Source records
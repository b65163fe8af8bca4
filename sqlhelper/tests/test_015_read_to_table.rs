
use log::{debug, info};
use sqlhelper::{Connection, HelperResult, Parameter, SqlType};

// cargo test test_015_read_to_table -- --nocapture
#[test]
fn test_015_read_to_table() -> HelperResult<()> {
    let _log_handle = test_utils::init_logger();
    let start = std::time::Instant::now();
    let mut connection = test_utils::get_memory_connection()?;

    prepare(&mut connection)?;
    empty_result(&mut connection)?;
    header_and_widths(&mut connection)?;
    stringification(&mut connection)?;
    iterate_result_set(&mut connection)?;

    test_utils::closing_info(connection, start)
}

fn prepare(connection: &mut Connection) -> HelperResult<()> {
    debug!("setup...");
    connection.multiple_statements_ignore_err(vec!["DROP TABLE TEST_TABLE"]);
    connection.multiple_statements(vec![
        "CREATE TABLE TEST_TABLE (ID INTEGER, NAME TEXT, PRICE REAL, DATA BLOB)",
        "INSERT INTO TEST_TABLE VALUES (1, 'one', 1.5, X'00FF')",
        "INSERT INTO TEST_TABLE VALUES (2, NULL, 2, NULL)",
        "INSERT INTO TEST_TABLE VALUES (3, 'three', -0.25, X'')",
    ])
}

fn empty_result(connection: &mut Connection) -> HelperResult<()> {
    info!("an empty result has only the header, or nothing");
    let query = "SELECT ID, NAME FROM TEST_TABLE WHERE ID > @max";
    let params = [Parameter::new("max", 100)];

    let table = connection.read_to_table(query, &params, true)?;
    assert_eq!(table.len(), 1);
    assert_eq!(table.header().unwrap(), &["ID", "NAME"]);
    assert!(table.data_rows().is_empty());

    let table = connection.read_to_table(query, &params, false)?;
    assert!(table.is_empty());
    assert_eq!(table.width(), None);
    Ok(())
}

fn header_and_widths(connection: &mut Connection) -> HelperResult<()> {
    info!("all rows have the width of the query, the header has the column names");
    let table = connection.read_to_table(
        "SELECT ID AS Ident, NAME, DATA FROM TEST_TABLE WHERE ID <= @max ORDER BY ID",
        &[Parameter::typed("@max", SqlType::Int, 2_u8)],
        true,
    )?;
    debug!("table:\n{table}");
    assert_eq!(table.header().unwrap(), &["Ident", "NAME", "DATA"]);
    assert_eq!(table.data_rows().len(), 2);
    assert!(table.iter().all(|row| row.len() == 3));
    Ok(())
}

fn stringification(connection: &mut Connection) -> HelperResult<()> {
    info!("values are converted with a fixed rule");
    let table = connection.read_to_table(
        "SELECT ID, NAME, PRICE, DATA FROM TEST_TABLE ORDER BY ID",
        &[],
        false,
    )?;
    assert_eq!(
        table.into_rows(),
        vec![
            vec!["1", "one", "1.5", "00ff"],
            vec!["2", "", "2", ""],
            vec!["3", "three", "-0.25", ""],
        ]
    );

    let table = connection.read_to_table(
        "SELECT @b AS B, @d AS D, @ts AS TS",
        &[
            Parameter::new("b", true),
            Parameter::new("d", sqlhelper::time::macros::date!(2024 - 02 - 29)),
            Parameter::new(
                "ts",
                sqlhelper::time::macros::datetime!(2024-02-29 13:05:00.25),
            ),
        ],
        false,
    )?;
    // SQLite has no boolean type, and keeps dates as text
    assert_eq!(
        table.into_rows(),
        vec![vec!["1", "2024-02-29", "2024-02-29 13:05:00.25"]]
    );
    Ok(())
}

fn iterate_result_set(connection: &mut Connection) -> HelperResult<()> {
    info!("a result set can be iterated row by row");
    let result_set = connection.read("SELECT ID, NAME FROM TEST_TABLE ORDER BY ID", &[])?;
    assert_eq!(result_set.column_count(), 2);
    assert_eq!(result_set.metadata()[1].declared_type(), Some("TEXT"));
    let mut ids = Vec::new();
    for row in result_set {
        let mut row = row?;
        ids.push(row.next_value().unwrap());
    }
    assert_eq!(ids, vec![1_i64, 2, 3]);
    Ok(())
}
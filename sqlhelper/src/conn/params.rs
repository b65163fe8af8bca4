pub mod backend;
pub mod connect_params;
pub mod connect_params_builder;
pub mod connect_string;
pub mod into_connect_params;
pub mod into_connect_params_builder;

### WHAT IS NEEDED
From the line that contains "ids.push(row.next_value().unwrap());" through the final line of the entries above, every line must be reproduced exactly and nothing more.

### SOLUTION
        ids.push(row.next_value().unwrap());
    }
    assert_eq!(ids, vec![1_i64, 2, 3]);
    Ok(())
}
filename sqlhelper/src/conn/params.rs
repository b65163fe8af8bca4
pub mod backend;
pub mod connect_params;
pub mod connect_params_builder;
pub mod connect_string;
pub mod into_connect_params;
pub mod into_connect_params_builder;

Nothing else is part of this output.